Mi dà gioia sentirti più sereno e più disposto a guardare le tue cose. Immagino quanto sia terribile la quotidianità, con tutte le immagini di una vita, quando manca una persona importante. Ancora oggi … cerco di non guardare certi luoghi dove mia madre si muoveva nella luce che si portava dietro. Luce per questo figlio siracusano – io – che amava pazzamente e che per un gioco del destino – Dio – se ne era andato lontano. Ma la tenerezza di questi pensieri mi aiuta a vederla dappertutto. E a non avere paura.

 

Abbiamo condiviso entusiasmi e confronti appassionati nei momenti di flesso e difficili per la cultura locale sciclitana. Lui è sempre stato coinvolto, forse giustamente, riservandosi dopo di lamentare quello che io rifiutavo per principio.
Ora … saperlo assente: mi intristisce. L’impossibilità nel decidere se andarlo a trovare: mi angoscia. Ma so – seguendo il suo desiderio – che lo rincontrerò.

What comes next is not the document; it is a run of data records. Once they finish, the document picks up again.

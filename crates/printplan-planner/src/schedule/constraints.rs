//! Ordering constraints between features and between move sequences

use std::collections::HashMap;

use printplan_core::{AngleDegrees, PrintFeatureType};
use printplan_settings::InsetDirection;

use crate::operation::{FeatureExtrusionInfo, OperationPtr};

/// Move sequences that must be printed after a given one, keyed by the earlier sequence
pub type MoveSequencesConstraints = HashMap<OperationPtr, Vec<OperationPtr>>;

/// Lists the features of an extruder plan that must print after a feature
pub trait FeatureConstraintsGenerator {
    fn append_constraints(
        &self,
        feature: &OperationPtr,
        all_features: &[OperationPtr],
        extrusions_after: &mut Vec<OperationPtr>,
    );
}

/// Lists the move sequences of a feature that must print after others
pub trait MoveSequencesConstraintsGenerator {
    fn append_constraints(&self, feature: &OperationPtr, constraints: &mut MoveSequencesConstraints);
}

/// Skirt and brim print before anything else
pub struct BedAdhesionConstraintsGenerator;

impl FeatureConstraintsGenerator for BedAdhesionConstraintsGenerator {
    fn append_constraints(
        &self,
        _feature: &OperationPtr,
        all_features: &[OperationPtr],
        extrusions_after: &mut Vec<OperationPtr>,
    ) {
        extrusions_after.extend(
            all_features
                .iter()
                .filter(|other| other.feature_type() != Some(PrintFeatureType::SkirtBrim))
                .cloned(),
        );
    }
}

/// Order of walls and infill within one mesh
pub struct MeshFeaturesConstraintsGenerator;

impl MeshFeaturesConstraintsGenerator {
    fn is_wall(feature_type: PrintFeatureType) -> bool {
        matches!(feature_type, PrintFeatureType::OuterWall | PrintFeatureType::InnerWall)
    }
}

impl FeatureConstraintsGenerator for MeshFeaturesConstraintsGenerator {
    fn append_constraints(
        &self,
        feature: &OperationPtr,
        all_features: &[OperationPtr],
        extrusions_after: &mut Vec<OperationPtr>,
    ) {
        let Some(info) = feature.feature_info() else {
            return;
        };
        let Some(mesh) = &info.mesh else {
            tracing::error!("{} feature extrusion has no mesh", info.feature_type);
            return;
        };

        let infill_before_walls = mesh.settings.get_or("infill_before_walls", false);
        let inset_direction = mesh.settings.get_or("inset_direction", InsetDirection::InsideOut);

        let inset_after = info.inset_index.and_then(|index| match inset_direction {
            InsetDirection::InsideOut => index.checked_sub(1),
            InsetDirection::OutsideIn => Some(index + 1),
            InsetDirection::CenterLast => None,
        });

        let mut types_after = Vec::new();
        if infill_before_walls {
            if info.feature_type == PrintFeatureType::Infill {
                types_after.extend([PrintFeatureType::OuterWall, PrintFeatureType::InnerWall]);
            }
        } else if Self::is_wall(info.feature_type) {
            types_after.push(PrintFeatureType::Infill);
        }

        if inset_after.is_none() && types_after.is_empty() {
            return;
        }

        for other in all_features {
            if other == feature {
                continue;
            }
            let Some(other_info) = other.feature_info() else {
                continue;
            };
            if !info.same_mesh(&other_info) {
                continue;
            }

            let inset_matches = inset_after.is_some() && other_info.inset_index == inset_after;
            if inset_matches || types_after.contains(&other_info.feature_type) {
                extrusions_after.push(other.clone());
            }
        }
    }
}

/// Adjacent skin lines print in a single sweep direction
pub struct MonotonicConstraintsGenerator;

/// A move sequence projected across the lines (axial) and along them (radial)
struct ProjectedSequence {
    sequence: OperationPtr,
    axial: f64,
    radial_min: f64,
    radial_max: f64,
}

impl MonotonicConstraintsGenerator {
    /// Line angle and monotonic flag of a skin or roof feature
    fn monotonic_angle(info: &FeatureExtrusionInfo) -> Option<AngleDegrees> {
        let mesh = info.mesh.as_ref()?;
        let (flag, angles) = match info.feature_type {
            PrintFeatureType::Roof => ("roofing_monotonic", &mesh.roofing_angles),
            PrintFeatureType::Skin => ("skin_monotonic", &mesh.skin_angles),
            _ => return None,
        };

        if !mesh.settings.get_or(flag, false) {
            return None;
        }
        Some(angles.first().copied().unwrap_or(AngleDegrees::new(45.0)))
    }
}

impl MoveSequencesConstraintsGenerator for MonotonicConstraintsGenerator {
    fn append_constraints(&self, feature: &OperationPtr, constraints: &mut MoveSequencesConstraints) {
        let Some(info) = feature.feature_info() else {
            return;
        };
        let Some(angle) = Self::monotonic_angle(&info) else {
            return;
        };

        let line_width = info.line_width as f64;
        let same_line_distance = 0.5 * line_width;
        let max_adjacent_distance = 1.1 * line_width;

        let radians = angle.radians();
        let axial = (-radians.cos(), radians.sin());
        let radial = (-axial.1, axial.0);
        let project = |vector: (f64, f64), x: i64, y: i64| vector.0 * x as f64 + vector.1 * y as f64;

        let mut projected: Vec<ProjectedSequence> = feature
            .operations_of(OperationPtr::is_continuous_sequence)
            .into_iter()
            .filter_map(|sequence| {
                let start = sequence.find_start_position()?;
                let end = sequence.find_end_position()?;
                let radial_start = project(radial, start.x, start.y);
                let radial_end = project(radial, end.x, end.y);
                Some(ProjectedSequence {
                    axial: project(axial, start.x, start.y).min(project(axial, end.x, end.y)),
                    radial_min: radial_start.min(radial_end),
                    radial_max: radial_start.max(radial_end),
                    sequence,
                })
            })
            .collect();
        projected.sort_by(|a, b| a.axial.total_cmp(&b.axial));

        // Sequences closer than half a line along the axis lie on the same line
        let mut chunks: Vec<Vec<ProjectedSequence>> = Vec::new();
        for item in projected {
            match chunks.last_mut() {
                Some(chunk)
                    if chunk
                        .last()
                        .is_some_and(|last| item.axial - last.axial < same_line_distance) =>
                {
                    chunk.push(item)
                }
                _ => chunks.push(vec![item]),
            }
        }

        let mut added = 0;
        for pair in chunks.windows(2) {
            for previous in &pair[0] {
                for next in &pair[1] {
                    let adjacent = previous.radial_min - next.radial_max <= max_adjacent_distance
                        && next.radial_min - previous.radial_max <= max_adjacent_distance;
                    if adjacent {
                        constraints
                            .entry(previous.sequence.clone())
                            .or_default()
                            .push(next.sequence.clone());
                        added += 1;
                    }
                }
            }
        }

        tracing::trace!(
            "Monotonic {} at {}: {} constraint(s) over {} line(s)",
            info.feature_type,
            angle,
            added,
            chunks.len()
        );
    }
}

/// Feature constraint generators applying to a feature type
pub fn feature_constraints_generators(
    feature_type: PrintFeatureType,
) -> Vec<Box<dyn FeatureConstraintsGenerator>> {
    match feature_type {
        PrintFeatureType::SkirtBrim => vec![Box::new(BedAdhesionConstraintsGenerator)],
        PrintFeatureType::OuterWall
        | PrintFeatureType::InnerWall
        | PrintFeatureType::Skin
        | PrintFeatureType::Roof
        | PrintFeatureType::Infill => vec![Box::new(MeshFeaturesConstraintsGenerator)],
        _ => Vec::new(),
    }
}

/// Move sequence constraint generators applying to a feature type
pub fn move_sequences_constraints_generators(
    feature_type: PrintFeatureType,
) -> Vec<Box<dyn MoveSequencesConstraintsGenerator>> {
    match feature_type {
        PrintFeatureType::Skin | PrintFeatureType::Roof => vec![Box::new(MonotonicConstraintsGenerator)],
        _ => Vec::new(),
    }
}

Quell’appuntamento me lo ha dato lui dieci anni addietro. Ogni volta lo penserò in quel terrazzo, come a chiusura di una delle lettere di conforto, dopo il mio grave lutto, lui stesso prefigurava.
Saremo sempre i soliti amici, ci terremo stretti come prima, come sempre.

 

Vorrei, … amico carissimo, che la prossima volta ci trovassimo tutti, i vivi e i morti, sul quel terrazzo. E che guardando il mare, parlassimo di loro, di questi dolci scomparsi, di queste anime gentili che se ne sono andate in punta di piedi. Non posso onorare Lina in altra maniera, e so che le farà piacere saperci insieme di fronte al suo mare.

 

Penso a quei giorni e a quella vita di un tempo, e il ricordo si fa ancora vita.
Possa essere la terra lieve per Ciccio.